One of the biggest challenges organizations face when it comes to their analytics efforts is adoption. In fact, our 2015 State of Self-Service BI Report revealed that adoption of self-service analytics has remained stagnant at only 22% for the past two years. In a world that is largely driven by technology and data, this is a difficult stat to grasp. So how can BI and analytics be a top priority for most competitive businesses, yet the adoption of these tools remains so low?
The more important question is: how can we fix this?
The answer lies in embedded analytics: the integration of analytic content and capabilities within applications.
When your analytics apps and business process apps (e.g. CRM apps, Finance apps, etc.) are separate interfaces, users are forced to switch between multiple applications to derive insights and take action. On the other hand, embedding analytics puts intelligence inside the applications people use every day – improving the analytics experience and allowing users to be more productive by combining insight and action in the same application.
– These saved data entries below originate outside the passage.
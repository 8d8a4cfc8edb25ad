use core::cell::UnsafeCell;

/// Stand-in for `SyncUnsafeCell`, which is not stable yet.
///
/// Lets the per-sample tasks of a parallel stage write into one output
/// buffer. Soundness rests on the scheduler handing every task a disjoint
/// region.
pub(crate) struct UnsafeSharedRef<'a, T: ?Sized> {
    cell: UnsafeCell<&'a mut T>,
}

unsafe impl<T: ?Sized> Sync for UnsafeSharedRef<'_, T> {}

impl<'a, T: ?Sized> UnsafeSharedRef<'a, T> {
    pub fn new(data: &'a mut T) -> Self {
        Self {
            cell: UnsafeCell::new(data),
        }
    }

    /// # Safety
    ///
    /// No two concurrent callers may touch the same elements.
    pub unsafe fn get(&self) -> &'a mut T {
        core::ptr::read(self.cell.get())
    }
}
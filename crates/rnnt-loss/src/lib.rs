#![cfg_attr(not(feature = "std"), no_std)]
#![warn(missing_docs)]

//! Batched RNN-Transducer loss.
//!
//! Given joint-network logits of shape `[B*H, maxT, maxU, D]` and a batch of
//! reference label sequences, this crate computes the per-sample negative
//! log-likelihood over all monotonic alignments and, optionally, the gradient
//! of that cost with respect to every logit. The forward (alpha) and backward
//! (beta) recursions run in log-space over the `(T, U)` lattice, alpha and
//! beta of each sample in parallel, and the gradient uses the fused
//! log-softmax identity so that no softmax tensor is ever materialized.
//!
//! Alignment restriction windows (built from word-piece end frames) prune the
//! lattice per target position, and a sparse storage mode materializes only
//! the cells inside those windows.
//!
//! Entry points are [`compute`], [`compute_in_place`], [`compute_sparse`],
//! [`compute_sparse_in_place`] and the diagnostic halves [`compute_alphas`]
//! and [`compute_betas`]. All of them are generic over the input logit
//! element (`f16`, `f32` or `f64`) and the accumulator element (`f32` or
//! `f64`) and operate on caller-provided row-major buffers plus a per-call
//! [`Workspace`].

#[macro_use]
extern crate derive_new;

extern crate alloc;

mod compute;
mod element;
mod error;
mod math;
mod options;
mod parallel;
mod restriction;
mod sharing;
mod sparse;
mod workspace;

pub(crate) mod ops;

pub use compute::*;
pub use element::{AccElement, LogitElement};
pub use error::ComputeError;
pub use options::Options;
pub use restriction::AlignmentRestrictionCheck;
pub use sparse::{SampleCells, SparseLayout};
pub use workspace::{Workspace, WorkspaceOffsets};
Take Amazon, Kayak, and the increasingly popular FitBit, for example. Each has successfully combined a useful service with analytics: Amazon offers product ratings, reviews, and suggestions to online shoppers, Kayak presents its customers with an assortment of relevant flight data to aid in their decision, and Fitbit performs a detailed analysis of physical performance. All three of these companies effectively provide customers with actionable insight – within a single application. By embedding analytics within the actual application, users are able to take advantage of analytics without having to go out of their way to do so (some people may not even realize they are being fed data to make an analytical decision). Moreover, they are more likely to use these tools over others that don’t provide the same sort of analytical insight.
The overarching theme of embedded analytics (if you haven’t figure it out already) is that it makes analyzing data a part of the users’ workflow. We’ll never see growth in analytics adoption if users are required to leave an application in order to gain insights from their data. The key to solving this BI adoption problem is to leverage embedded analytics, ultimately empowering users to be as educated as possible when making a business decision.